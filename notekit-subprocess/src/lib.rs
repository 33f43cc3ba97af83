use std::path::PathBuf;
use std::sync::Arc;

use anyhow::anyhow;
use notekit_core::config::JsonFileStore;
use notekit_core::editor::{EditorActor, EditorRequest};
use tokio::io::{self, AsyncBufReadExt, AsyncWriteExt, BufReader};
use tokio::task::JoinSet;
use tracing::error;

/// Hosts the editor actor over stdio: requests arrive as newline-delimited
/// JSON on stdin, events leave as newline-delimited JSON on stdout. Any GUI
/// shell that can spawn a process and speak line JSON can embed the core
/// this way. Must run inside a `tokio::task::LocalSet`.
pub async fn run_subprocess(config_path: Option<PathBuf>) -> anyhow::Result<()> {
    let mut builder = EditorActor::builder();
    if let Some(path) = config_path {
        builder = builder.config_store(Arc::new(JsonFileStore::from_path(path)?));
    }
    let (actor, mut event_rx) = builder.build()?;

    let mut join_set: JoinSet<anyhow::Result<()>> = JoinSet::new();

    join_set.spawn(async move {
        let mut stdout = io::stdout();
        while let Some(event) = event_rx.recv().await {
            let json = serde_json::to_string(&event)?;
            let line = format!("{json}\n");
            stdout.write_all(line.as_bytes()).await?;
            stdout.flush().await?;
        }
        Ok(())
    });

    join_set.spawn(async move {
        let mut lines = BufReader::new(io::stdin()).lines();
        while let Some(line) = lines.next_line().await? {
            if line.trim().is_empty() {
                continue;
            }
            let request: EditorRequest = match serde_json::from_str(&line) {
                Ok(request) => request,
                Err(e) => {
                    // One malformed line from the host must not take the
                    // whole editor down.
                    error!(%e, "ignoring unparseable request line");
                    continue;
                }
            };
            actor.send(request)?;
        }
        Ok(())
    });

    // Either side finishing (stdin closed, stdout gone) ends the session.
    if let Some(result) = join_set.join_next().await {
        return match result {
            Ok(Ok(())) => Ok(()),
            Ok(Err(e)) => Err(e),
            Err(join_error) => Err(anyhow!(join_error)),
        };
    }
    Ok(())
}
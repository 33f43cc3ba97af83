use std::collections::VecDeque;
use std::path::PathBuf;
use std::sync::{Arc, Mutex};

use async_trait::async_trait;

/// Seam in front of the OS folder-selection dialog so tests (and headless
/// hosts) can drive root selection without a display server.
#[async_trait(?Send)]
pub trait FolderPicker {
    /// Returns the chosen directory, or `None` when the user cancelled.
    async fn pick_folder(&self) -> Option<PathBuf>;
}

/// Production picker backed by the platform dialog.
pub struct SystemFolderPicker;

#[async_trait(?Send)]
impl FolderPicker for SystemFolderPicker {
    async fn pick_folder(&self) -> Option<PathBuf> {
        rfd::AsyncFileDialog::new()
            .pick_folder()
            .await
            .map(|handle| handle.path().to_path_buf())
    }
}

/// Test picker that replays a queue of scripted selections and counts how
/// often the dialog was requested. An empty queue behaves like a cancel.
#[derive(Clone, Default)]
pub struct ScriptedPicker {
    responses: Arc<Mutex<VecDeque<Option<PathBuf>>>>,
    pick_count: Arc<Mutex<usize>>,
}

impl ScriptedPicker {
    pub fn new() -> Self {
        Self::default()
    }

    pub fn push(&self, response: Option<PathBuf>) {
        self.responses.lock().unwrap().push_back(response);
    }

    pub fn pick_count(&self) -> usize {
        *self.pick_count.lock().unwrap()
    }
}

#[async_trait(?Send)]
impl FolderPicker for ScriptedPicker {
    async fn pick_folder(&self) -> Option<PathBuf> {
        *self.pick_count.lock().unwrap() += 1;
        self.responses.lock().unwrap().pop_front().flatten()
    }
}
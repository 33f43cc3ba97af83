use std::collections::HashMap;
use std::sync::Mutex;

use serde_json::Value;

use crate::config::store::{ConfigError, ConfigStore};

/// In-memory [`ConfigStore`] for tests and ephemeral hosts. Counts writes
/// per key so tests can assert that mutations actually hit persistence.
#[derive(Default)]
pub struct MemoryStore {
    values: Mutex<HashMap<String, Value>>,
    writes: Mutex<HashMap<String, usize>>,
}

impl MemoryStore {
    pub fn new() -> Self {
        Self::default()
    }

    pub fn write_count(&self, key: &str) -> usize {
        self.writes.lock().unwrap().get(key).copied().unwrap_or(0)
    }
}

impl ConfigStore for MemoryStore {
    fn get(&self, key: &str) -> Option<Value> {
        self.values.lock().unwrap().get(key).cloned()
    }

    fn set(&self, key: &str, value: Value) -> Result<(), ConfigError> {
        *self
            .writes
            .lock()
            .unwrap()
            .entry(key.to_string())
            .or_insert(0) += 1;
        self.values.lock().unwrap().insert(key.to_string(), value);
        Ok(())
    }
}
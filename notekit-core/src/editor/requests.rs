use std::path::PathBuf;

use serde::{Deserialize, Serialize};

/// Input messages to the editor actor.
///
/// Serde derives exist because GUI shells usually host the core out of
/// process: requests arrive as newline-delimited JSON on the subprocess
/// stdin. Paths cross the boundary as plain strings.
#[derive(Debug, Clone, Serialize, Deserialize)]
#[serde(tag = "kind", content = "data")]
pub enum EditorRequest {
    /// Opens the OS folder dialog and, when confirmed, replaces the
    /// sandbox root.
    SelectRootDirectory,

    // Tree
    ExpandNode { path: PathBuf },
    CollapseNode { path: PathBuf },
    RefreshNode { path: PathBuf },

    // Workspace
    OpenFile { path: PathBuf },
    CloseFile { path: PathBuf },
    SaveFile { path: PathBuf, content: String },
    /// The GUI's first-edit notification for an open file.
    MarkModified { path: PathBuf },

    // Direct filesystem bridge, stateless with respect to tree/workspace.
    ListDirectory { path: PathBuf },
    ReadFile { path: PathBuf },
    WriteFile { path: PathBuf, content: String },

    // Raw config passthrough for host-owned keys.
    GetConfigValue { key: String },
    SetConfigValue { key: String, value: serde_json::Value },
}
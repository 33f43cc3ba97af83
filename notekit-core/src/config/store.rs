use std::io;

use serde_json::Value;
use thiserror::Error;

#[derive(Debug, Error)]
pub enum ConfigError {
    #[error("failed to serialize config: {0}")]
    Serialize(#[from] serde_json::Error),

    #[error("failed to persist config: {0}")]
    Io(#[from] io::Error),
}

/// Key/value persistence behind the editor. The actor owns an
/// `Arc<dyn ConfigStore>`, so hosts can substitute their own backing store
/// and tests run against [`crate::config::MemoryStore`].
///
/// Writes are last-write-wins per key. A failed persist still leaves the
/// in-memory value updated; the editor keeps working and the next
/// successful write carries the full document.
pub trait ConfigStore: Send + Sync {
    fn get(&self, key: &str) -> Option<Value>;
    fn set(&self, key: &str, value: Value) -> Result<(), ConfigError>;
}
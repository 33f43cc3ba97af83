use std::path::{Path, PathBuf};

use serde::{Deserialize, Serialize};
use tokio::sync::mpsc;
use tracing::warn;

use crate::config::ConfigError;
use crate::file::{DirectoryEntry, FsError};
use crate::workspace::OpenFile;

/// Output events from the editor actor. GUI shells hold no logic of their
/// own; they render state as a pure projection of this stream. Every event
/// reports a state change that has already happened.
#[derive(Debug, Clone, Serialize, Deserialize)]
#[serde(tag = "kind", content = "data")]
pub enum EditorEvent {
    /// A new sandbox root is in effect (explicit selection or startup
    /// restore). All previous tree and workspace state is gone.
    RootChanged { path: PathBuf },
    /// The user dismissed the folder dialog; nothing changed.
    RootSelectionCancelled,

    // Tree
    NodeLoading { path: PathBuf },
    NodeExpanded { path: PathBuf },
    NodeCollapsed { path: PathBuf },
    NodeLoaded { path: PathBuf, children: Vec<DirectoryEntry> },
    NodeLoadFailed { path: PathBuf, error: ErrorInfo },

    // Workspace
    FileOpened { file: OpenFile },
    FileClosed { path: PathBuf },
    ActiveFileChanged { path: Option<PathBuf> },
    FileDirtyChanged { path: PathBuf, modified: bool },
    FileSaved { path: PathBuf },

    // Direct bridge results
    DirectoryListed { path: PathBuf, entries: Vec<DirectoryEntry> },
    FileRead { path: PathBuf, content: String },
    FileWritten { path: PathBuf },
    ConfigValue { key: String, value: Option<serde_json::Value> },

    /// A request that could not be carried out. `operation` names the
    /// request in snake_case.
    OperationFailed {
        operation: String,
        path: Option<PathBuf>,
        error: ErrorInfo,
    },
}

/// Wire-level error payload.
#[derive(Debug, Clone, PartialEq, Eq, Serialize, Deserialize)]
pub struct ErrorInfo {
    pub code: ErrorCode,
    pub message: String,
}

#[derive(Debug, Clone, Copy, PartialEq, Eq, Serialize, Deserialize)]
#[serde(rename_all = "snake_case")]
pub enum ErrorCode {
    PathTraversal,
    NotFound,
    NotAFile,
    NotADirectory,
    PermissionDenied,
    Io,
    Config,
    /// Tree or file request arrived before any root was selected.
    NoRoot,
}

impl From<&FsError> for ErrorInfo {
    fn from(error: &FsError) -> Self {
        let code = match error {
            FsError::PathTraversal { .. } => ErrorCode::PathTraversal,
            FsError::NotFound { .. } => ErrorCode::NotFound,
            FsError::NotAFile { .. } => ErrorCode::NotAFile,
            FsError::NotADirectory { .. } => ErrorCode::NotADirectory,
            FsError::PermissionDenied { .. } => ErrorCode::PermissionDenied,
            FsError::Io { .. } => ErrorCode::Io,
        };
        Self {
            code,
            message: error.to_string(),
        }
    }
}

impl From<&ConfigError> for ErrorInfo {
    fn from(error: &ConfigError) -> Self {
        Self {
            code: ErrorCode::Config,
            message: error.to_string(),
        }
    }
}

/// Sending half of the event stream handed to every part of the actor.
#[derive(Clone)]
pub struct EventSender {
    event_tx: mpsc::UnboundedSender<EditorEvent>,
}

impl EventSender {
    pub fn new() -> (Self, mpsc::UnboundedReceiver<EditorEvent>) {
        let (event_tx, event_rx) = mpsc::unbounded_channel();
        (Self { event_tx }, event_rx)
    }

    /// A send failure means the receiver is gone and the actor is about to
    /// stop; dropping the event is fine.
    pub fn send(&self, event: EditorEvent) {
        let _ = self.event_tx.send(event);
    }

    pub fn operation_failed(&self, operation: &str, path: Option<&Path>, error: ErrorInfo) {
        warn!(operation, ?path, code = ?error.code, message = %error.message, "operation failed");
        self.send(EditorEvent::OperationFailed {
            operation: operation.to_string(),
            path: path.map(Path::to_path_buf),
            error,
        });
    }

    pub fn fs_failure(&self, operation: &str, path: &Path, error: &FsError) {
        self.operation_failed(operation, Some(path), ErrorInfo::from(error));
    }
}
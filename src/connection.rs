//! TLS connection state machine
//!
//! One [`Connection`] binds one owned `TcpStream` to one shared
//! [`SessionContext`] and drives it through
//! `New → Handshaking → Established → ShuttingDown → Closed`.
//!
//! Blocking semantics: `connect`/`accept` ride the socket's read/write
//! timeouts for the handshake phase; `read`/`write` poll the descriptor
//! first so a data-phase timeout abandons the one call without touching
//! connection state. The close-notify exchange on shutdown is best
//! effort and degrades to an abrupt close rather than an error.

use crate::checker::{Checker, IdentityExpectation};
use crate::context::SessionContext;
use crate::info::ConnectionInfo;
use crate::{Error, Result};
use openssl::ssl::{ErrorCode, HandshakeError, ShutdownResult, Ssl, SslRef, SslStream};
use openssl::x509::{X509Ref, X509VerifyResult, X509};
use std::io::ErrorKind;
use std::net::{Shutdown, TcpStream};
use std::os::fd::AsRawFd;
use std::time::Duration;

/// Lifecycle state of a connection
#[derive(Debug, Clone, Copy, PartialEq, Eq)]
pub enum ConnectionState {
    /// Created, handshake not yet driven
    New,
    /// Handshake in progress
    Handshaking,
    /// Handshake and identity check complete; data may flow
    Established,
    /// Close-notify exchange in progress (locally or peer-initiated)
    ShuttingDown,
    /// Session over; the transport has been released
    Closed,
}

/// How a shutdown went
#[derive(Debug, Clone, Copy, PartialEq, Eq)]
pub enum ShutdownKind {
    /// Close-notify exchange completed within the deadline
    Clean,
    /// Close-notify failed or timed out; the transport was torn down
    /// abruptly. Not an error: the application exchange is already done.
    Abrupt,
}

// Cap on transparent WANT_READ/WANT_WRITE retries (peer-initiated
// renegotiation); a peer that never completes one must not block forever.
const MAX_RENEGOTIATION_RETRIES: usize = 8;

enum Transport {
    Idle(TcpStream),
    Active(SslStream<TcpStream>),
    Gone,
}

enum Role {
    Client,
    Server,
}

/// One TLS session over one owned byte stream
pub struct Connection {
    context: SessionContext,
    transport: Transport,
    state: ConnectionState,
    timeout: Option<Duration>,
    expectation: Option<IdentityExpectation>,
    peer_chain: Vec<X509>,
    info: Option<ConnectionInfo>,
}

impl Connection {
    /// Bind a transport stream to a context. Transport ownership moves
    /// to the connection; the context is shared by counted reference.
    pub fn new(context: &SessionContext, transport: TcpStream) -> Connection {
        Connection {
            context: context.clone(),
            transport: Transport::Idle(transport),
            state: ConnectionState::New,
            timeout: None,
            expectation: None,
            peer_chain: Vec::new(),
            info: None,
        }
    }

    /// Require the peer's certificate to match `expectation` after the
    /// handshake. A mismatch closes the connection before the caller
    /// ever sees it established.
    pub fn with_expectation(mut self, expectation: IdentityExpectation) -> Connection {
        self.expectation = Some(expectation);
        self
    }

    /// Deadline applied to every blocking operation. `None` blocks
    /// indefinitely.
    pub fn set_timeout(&mut self, timeout: Option<Duration>) {
        self.timeout = timeout;
    }

    pub fn timeout(&self) -> Option<Duration> {
        self.timeout
    }

    pub fn state(&self) -> ConnectionState {
        self.state
    }

    pub fn context(&self) -> &SessionContext {
        &self.context
    }

    /// Peer certificate chain captured at handshake completion, leaf
    /// first. Empty before the handshake or when the peer sent nothing.
    pub fn peer_certificate_chain(&self) -> &[X509] {
        &self.peer_chain
    }

    /// The peer's leaf certificate
    pub fn peer_certificate(&self) -> Option<&X509Ref> {
        self.peer_chain.first().map(|c| &**c)
    }

    /// Negotiated protocol version string, e.g. `"TLSv1.3"`
    pub fn negotiated_version(&self) -> Option<&str> {
        self.info.as_ref().map(|i| i.version.as_str())
    }

    /// Post-handshake session snapshot
    pub fn info(&self) -> Option<&ConnectionInfo> {
        self.info.as_ref()
    }

    /// Drive the client-side handshake to completion.
    pub fn connect(&mut self) -> Result<()> {
        self.handshake(Role::Client)
    }

    /// Drive the server-side handshake to completion.
    pub fn accept(&mut self) -> Result<()> {
        self.handshake(Role::Server)
    }

    fn handshake(&mut self, role: Role) -> Result<()> {
        if self.state != ConnectionState::New {
            return Err(Error::Configuration(
                "handshake already driven on this connection".into(),
            ));
        }
        let tcp = match std::mem::replace(&mut self.transport, Transport::Gone) {
            Transport::Idle(tcp) => tcp,
            _ => {
                return Err(Error::Configuration(
                    "connection transport already consumed".into(),
                ))
            }
        };

        self.state = ConnectionState::Handshaking;
        match self.drive_handshake(role, tcp) {
            Ok(stream) => {
                self.peer_chain = collect_peer_chain(stream.ssl());
                self.info = Some(ConnectionInfo::from_ssl(stream.ssl()));
                self.transport = Transport::Active(stream);
                self.state = ConnectionState::Established;
                log::debug!(
                    "handshake complete: {} {}",
                    self.info.as_ref().map(|i| i.version.as_str()).unwrap_or("?"),
                    self.info.as_ref().map(|i| i.cipher.as_str()).unwrap_or("?"),
                );
            }
            Err(e) => {
                // Handshake failure is fatal to this connection.
                self.state = ConnectionState::Closed;
                return Err(e);
            }
        }

        if let Some(expectation) = self.expectation.clone() {
            if let Err(e) = Checker::check(self.peer_certificate(), &expectation) {
                log::warn!("peer identity check failed: {}", e);
                self.abort();
                return Err(Error::Identity(e));
            }
        }
        Ok(())
    }

    fn drive_handshake(&mut self, role: Role, tcp: TcpStream) -> Result<SslStream<TcpStream>> {
        let ctx = self.context.frozen_context()?;
        let mut ssl = Ssl::new(&ctx)?;

        if let Role::Client = role {
            // SNI from the expected hostname, when there is one.
            if let Some(host) = self
                .expectation
                .as_ref()
                .and_then(|e| e.expected_host.as_deref())
            {
                ssl.set_hostname(host)?;
            }
        }

        // The handshake deadline rides on the socket timeouts; cleared
        // again once the session is up.
        tcp.set_read_timeout(self.timeout)?;
        tcp.set_write_timeout(self.timeout)?;

        let result = match role {
            Role::Client => ssl.connect(tcp),
            Role::Server => ssl.accept(tcp),
        };

        match result {
            Ok(stream) => {
                stream.get_ref().set_read_timeout(None)?;
                stream.get_ref().set_write_timeout(None)?;
                Ok(stream)
            }
            Err(HandshakeError::SetupFailure(stack)) => Err(Error::OpenSsl(stack)),
            Err(HandshakeError::WouldBlock(_)) => Err(Error::Timeout),
            Err(HandshakeError::Failure(mid)) => {
                if let Some(io) = mid.error().io_error() {
                    if matches!(io.kind(), ErrorKind::WouldBlock | ErrorKind::TimedOut) {
                        return Err(Error::Timeout);
                    }
                }
                let verify = mid.ssl().verify_result();
                let msg = if verify != X509VerifyResult::OK {
                    format!("{} (certificate verify: {})", mid.error(), verify.error_string())
                } else {
                    mid.error().to_string()
                };
                Err(Error::Handshake(msg))
            }
        }
    }

    /// Read application data. Valid only in `Established`; blocks until
    /// at least one byte arrives, the peer closes (`Ok(0)`), or the
    /// timeout expires. A timeout abandons this call only.
    pub fn read(&mut self, buf: &mut [u8]) -> Result<usize> {
        self.ensure_established()?;
        if !self.poll_transport(true)? {
            return Err(Error::Timeout);
        }

        for _ in 0..MAX_RENEGOTIATION_RETRIES {
            let stream = match &mut self.transport {
                Transport::Active(stream) => stream,
                _ => return Err(Error::Configuration("connection transport gone".into())),
            };
            match stream.ssl_read(buf) {
                Ok(n) => return Ok(n),
                Err(e) => match e.code() {
                    ErrorCode::ZERO_RETURN => {
                        // Peer sent close-notify.
                        self.state = ConnectionState::ShuttingDown;
                        return Ok(0);
                    }
                    // Peer-initiated renegotiation; retry transparently.
                    ErrorCode::WANT_READ | ErrorCode::WANT_WRITE => continue,
                    _ => return self.fail_stream(&e),
                },
            }
        }
        Err(Error::Handshake(
            "renegotiation did not complete within the retry limit".into(),
        ))
    }

    /// Write application data. Valid only in `Established`; returns the
    /// number of bytes accepted by the engine.
    pub fn write(&mut self, buf: &[u8]) -> Result<usize> {
        self.ensure_established()?;
        if buf.is_empty() {
            return Ok(0);
        }
        if !self.poll_transport(false)? {
            return Err(Error::Timeout);
        }

        for _ in 0..MAX_RENEGOTIATION_RETRIES {
            let stream = match &mut self.transport {
                Transport::Active(stream) => stream,
                _ => return Err(Error::Configuration("connection transport gone".into())),
            };
            match stream.ssl_write(buf) {
                Ok(n) => return Ok(n),
                Err(e) => match e.code() {
                    ErrorCode::WANT_READ | ErrorCode::WANT_WRITE => continue,
                    _ => return self.fail_stream(&e),
                },
            }
        }
        Err(Error::Handshake(
            "renegotiation did not complete within the retry limit".into(),
        ))
    }

    /// Perform the close-notify exchange best-effort within the
    /// configured timeout, then release the transport. Idempotent and
    /// never fails: a failed clean shutdown degrades to an abrupt close.
    pub fn shutdown(&mut self) -> ShutdownKind {
        let kind = match std::mem::replace(&mut self.transport, Transport::Gone) {
            Transport::Active(mut stream) => {
                self.state = ConnectionState::ShuttingDown;
                let kind = close_notify(&mut stream, self.timeout);
                let _ = stream.get_ref().shutdown(Shutdown::Both);
                kind
            }
            Transport::Idle(tcp) => {
                let _ = tcp.shutdown(Shutdown::Both);
                ShutdownKind::Clean
            }
            Transport::Gone => ShutdownKind::Clean,
        };
        if kind == ShutdownKind::Abrupt {
            log::warn!("TLS shutdown degraded to abrupt close");
        }
        self.state = ConnectionState::Closed;
        kind
    }

    /// Alias for [`shutdown`](Connection::shutdown) discarding the
    /// outcome; safe to call any number of times.
    pub fn close(&mut self) {
        let _ = self.shutdown();
    }

    fn ensure_established(&self) -> Result<()> {
        if self.state != ConnectionState::Established {
            return Err(Error::Configuration(format!(
                "connection is not established (state: {:?})",
                self.state
            )));
        }
        Ok(())
    }

    fn poll_transport(&mut self, want_read: bool) -> Result<bool> {
        let stream = match &self.transport {
            Transport::Active(stream) => stream,
            _ => return Err(Error::Configuration("connection transport gone".into())),
        };
        poll_ready(stream, want_read, self.timeout)
    }

    /// Map a fatal stream error; timeouts abandon the call without
    /// corrupting connection state, anything else closes the session.
    fn fail_stream(&mut self, e: &openssl::ssl::Error) -> Result<usize> {
        if let Some(io) = e.io_error() {
            if matches!(io.kind(), ErrorKind::WouldBlock | ErrorKind::TimedOut) {
                return Err(Error::Timeout);
            }
        }
        self.abort();
        if let Some(stack) = e.ssl_error() {
            return Err(Error::OpenSsl(stack.clone()));
        }
        match e.io_error() {
            Some(io) => Err(Error::Io(std::io::Error::new(io.kind(), io.to_string()))),
            None => Err(Error::Handshake(e.to_string())),
        }
    }

    /// Abrupt teardown: no close-notify wait, transport released.
    fn abort(&mut self) {
        if let Transport::Active(mut stream) = std::mem::replace(&mut self.transport, Transport::Gone)
        {
            let _ = stream.get_ref().set_read_timeout(Some(Duration::from_millis(50)));
            let _ = stream.shutdown();
            let _ = stream.get_ref().shutdown(Shutdown::Both);
        }
        self.state = ConnectionState::Closed;
    }
}

/// Close-notify exchange within the deadline: send ours, then wait for
/// the peer's.
fn close_notify(stream: &mut SslStream<TcpStream>, timeout: Option<Duration>) -> ShutdownKind {
    if stream.get_ref().set_read_timeout(timeout).is_err()
        || stream.get_ref().set_write_timeout(timeout).is_err()
    {
        return ShutdownKind::Abrupt;
    }
    match stream.shutdown() {
        Ok(ShutdownResult::Received) => ShutdownKind::Clean,
        Ok(ShutdownResult::Sent) => match stream.shutdown() {
            Ok(_) => ShutdownKind::Clean,
            Err(_) => ShutdownKind::Abrupt,
        },
        Err(_) => ShutdownKind::Abrupt,
    }
}

/// Readiness wait on the raw descriptor, short-circuiting on data the
/// engine has already buffered.
fn poll_ready(
    stream: &SslStream<TcpStream>,
    want_read: bool,
    timeout: Option<Duration>,
) -> Result<bool> {
    use libc::{poll, pollfd, POLLIN, POLLOUT};

    if want_read && stream.ssl().pending() > 0 {
        return Ok(true);
    }

    let mut pfd = pollfd {
        fd: stream.get_ref().as_raw_fd(),
        events: if want_read { POLLIN } else { POLLOUT },
        revents: 0,
    };

    let timeout_ms = timeout.map(|d| d.as_millis() as i32).unwrap_or(-1);

    let result = unsafe { poll(&mut pfd as *mut pollfd, 1, timeout_ms) };

    if result < 0 {
        return Err(Error::Io(std::io::Error::last_os_error()));
    }

    Ok(result > 0)
}

/// Peer chain as captured at handshake completion, leaf first, with the
/// engine's duplicate leaf entry (client side) folded away.
fn collect_peer_chain(ssl: &SslRef) -> Vec<X509> {
    let mut chain = Vec::new();
    if let Some(leaf) = ssl.peer_certificate() {
        chain.push(leaf);
    }
    if let Some(stack) = ssl.peer_cert_chain() {
        for cert in stack {
            let dup = chain.first().map_or(false, |leaf: &X509| {
                match (leaf.to_der(), cert.to_der()) {
                    (Ok(a), Ok(b)) => a == b,
                    _ => false,
                }
            });
            if !dup {
                chain.push(cert.to_owned());
            }
        }
    }
    chain
}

########

» **Assigned task**: Within the material above, report how many lines carry the word "PermissionDenied", and nothing else.

» **Your response**: 2